Coinbase is applying for a national trust charter from the U.S. Office of the Comptroller of the Currency (OCC), aiming to expand its regulated services and bring digital assets closer to traditional finance.
Key Takeaways
- Coinbase has applied for a national trust company charter from the OCC, a move that would allow it to grow beyond custody services into payments and related offerings.
- The exchange emphasizes it is not seeking to become a bank, but wants to innovate with regulatory clarity and oversight.
- If approved, the charter would streamline oversight for future products and expand Coinbase’s institutional service capabilities.
- Other crypto firms including Paxos, Circle, BitGo, and Ripple have also applied for OCC charters, reflecting a broader industry trend toward deeper integration with traditional finance.
What Happened?
Coinbase, the largest U.S.-based cryptocurrency exchange, announced it has submitted an application to the OCC for a national trust charter. This license would strengthen Coinbase’s regulatory framework and pave the way for new financial products, all while staying rooted in its non-banking identity.
The crypto market is global, and we need uniform national rules to protect every consumer as the market continues to evolve.
— Coinbase 🛡️ (@coinbase) October 3, 2025
That’s why we’ve applied for a @USOCC national trust charter and the federal regulatory oversight and clarity that it provides.
Coinbase’s Move to Secure an OCC Charter
Coinbase’s application aligns with its broader mission to bridge the gap between digital assets and traditional financial services. The company is already a major player in crypto custody, providing services for institutional investors and managing digital assets for ETFs issued by firms like BlackRock and Fidelity. With a national trust charter, Coinbase would gain federal oversight, enabling faster deployment of future services like payments infrastructure and more advanced financial products.
In a statement, Coinbase Vice President of Institutional Product Greg Tusar said:
The company made it clear that the charter is not an attempt to become a bank.
A Growing Trend Among Crypto Firms
Coinbase is the latest in a growing list of crypto and fintech firms aiming to secure a similar OCC charter. Other applicants include Paxos, BitGo, Ripple, and Circle, all of which are looking to solidify their roles in a more regulated financial ecosystem.
Anchorage Digital set the precedent back in 2021 by becoming the first crypto platform to receive a federal OCC trust charter. The trend reflects a broader push within the industry to operate with stronger regulatory backing, particularly as traditional finance institutions begin to adopt crypto products.
Institutional Growth and Government Ties
Coinbase’s institutional ambitions go beyond OCC licensing. In addition to providing custodial services for crypto ETFs, the company also holds a contract with the U.S. Marshals Service to manage seized digital assets. More recently, it inked a deal with JPMorgan Chase to enhance crypto transaction efficiency for customers.

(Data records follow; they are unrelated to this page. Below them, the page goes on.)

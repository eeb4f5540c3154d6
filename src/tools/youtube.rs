//! Video search by scraping the YouTube results page.
//!
//! The results page embeds its data as `var ytInitialData = {...};` inside a
//! script tag. The shape of that blob is owned by YouTube and unversioned, so
//! anything unexpected is reported as an error rather than partial results.

use super::{error_value, parse_input, ServerTool, ToolDefinition};
use crate::error::{ConjureError, Result};
use crate::providers::PageFetcher;
use async_trait::async_trait;
use regex::Regex;
use serde::{Deserialize, Serialize};
use serde_json::{json, Value};
use std::sync::Arc;
use tracing::warn;

/// Most suggestions returned per search.
const MAX_SUGGESTIONS: usize = 5;

/// One video found by a search.
#[derive(Debug, Clone, Serialize, Deserialize, PartialEq)]
#[serde(rename_all = "camelCase")]
pub struct VideoSuggestion {
    pub video_id: String,
    pub title: String,
    pub channel: String,
    pub duration: String,
    pub url: String,
}

#[derive(Debug, Deserialize)]
struct YoutubeSearchInput {
    query: String,
}

/// Searches YouTube and returns up to five video suggestions.
pub struct YoutubeSearchTool {
    fetcher: Arc<dyn PageFetcher>,
    base_url: String,
    initial_data_regex: Regex,
}

impl YoutubeSearchTool {
    pub fn new(fetcher: Arc<dyn PageFetcher>, base_url: &str) -> Self {
        let initial_data_regex =
            Regex::new(r"(?s)var ytInitialData = (.*?);\s*</script>").expect("Invalid regex");

        Self {
            fetcher,
            base_url: base_url.trim_end_matches('/').to_string(),
            initial_data_regex,
        }
    }

    fn results_url(&self, query: &str) -> Result<String> {
        let url = url::Url::parse_with_params(
            &format!("{}/results", self.base_url),
            &[("search_query", query)],
        )
        .map_err(|e| ConjureError::Config(format!("Invalid YouTube base url: {}", e)))?;
        Ok(url.into())
    }

    /// Parse suggestions out of a results page.
    pub fn parse_page(&self, html: &str) -> Result<Vec<VideoSuggestion>> {
        let blob = self
            .initial_data_regex
            .captures(html)
            .and_then(|c| c.get(1))
            .ok_or_else(|| ConjureError::Provider("Failed to parse YouTube page".to_string()))?;

        let data: Value = serde_json::from_str(blob.as_str())
            .map_err(|e| ConjureError::Provider(format!("Invalid ytInitialData: {}", e)))?;

        Ok(collect_suggestions(&data))
    }

    async fn search(&self, query: &str) -> Result<Vec<VideoSuggestion>> {
        let url = self.results_url(query)?;
        let html = self.fetcher.fetch_text(&url).await?;
        self.parse_page(&html)
    }
}

/// Walk the search renderer tree, keeping videos that have an id, title and channel.
fn collect_suggestions(data: &Value) -> Vec<VideoSuggestion> {
    let sections = data
        .pointer("/contents/twoColumnSearchResultsRenderer/primaryContents/sectionListRenderer/contents")
        .and_then(Value::as_array);

    let mut suggestions = Vec::new();
    for section in sections.into_iter().flatten() {
        let items = section
            .pointer("/itemSectionRenderer/contents")
            .and_then(Value::as_array);

        for item in items.into_iter().flatten() {
            let video = &item["videoRenderer"];
            let id = video["videoId"].as_str();
            let title = video.pointer("/title/runs/0/text").and_then(Value::as_str);
            let channel = video.pointer("/ownerText/runs/0/text").and_then(Value::as_str);

            if let (Some(id), Some(title), Some(channel)) = (id, title, channel) {
                suggestions.push(VideoSuggestion {
                    video_id: id.to_string(),
                    title: title.to_string(),
                    channel: channel.to_string(),
                    duration: video
                        .pointer("/lengthText/simpleText")
                        .and_then(Value::as_str)
                        .unwrap_or("Live/Unknown")
                        .to_string(),
                    url: format!("https://www.youtube.com/watch?v={}", id),
                });
                if suggestions.len() == MAX_SUGGESTIONS {
                    return suggestions;
                }
            }
        }
    }
    suggestions
}

#[async_trait]
impl ServerTool for YoutubeSearchTool {
    fn definition(&self) -> ToolDefinition {
        ToolDefinition::new(
            "youtubeSearch",
            "Search YouTube for videos on any topic",
            json!({
                "type": "object",
                "properties": {
                    "query": {"type": "string", "description": "The search query to find videos on YouTube"}
                },
                "required": ["query"]
            }),
        )
    }

    async fn execute(&self, input: Value) -> Result<Value> {
        let input: YoutubeSearchInput = parse_input("youtubeSearch", input)?;

        match self.search(&input.query).await {
            Ok(suggestions) => Ok(json!({ "videoSuggestions": suggestions })),
            Err(e) => {
                warn!("Error fetching video suggestions: {}", e);
                Ok(error_value(format!("Failed to fetch video suggestions: {}", e)))
            }
        }
    }
}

While the OCC application is under review, Coinbase Custody Trust Company (CCTC) and Coinbase Inc. will remain under the supervision of the New York Department of Financial Services (NYDFS). The company credits NYDFS’s BitLicense framework for laying the groundwork for today’s federal ambitions.
CoinLaw’s Takeaway
In my experience, when a crypto company like Coinbase pushes for tighter regulatory oversight, it signals maturity and long-term vision. This isn’t a pivot to traditional banking, but a smart way to unlock new product lines with the confidence of clear rules. I found the OCC charter move especially strategic, given Coinbase’s growing ties to both government agencies and institutional giants. They’re not just building in crypto anymore. They’re building into finance itself.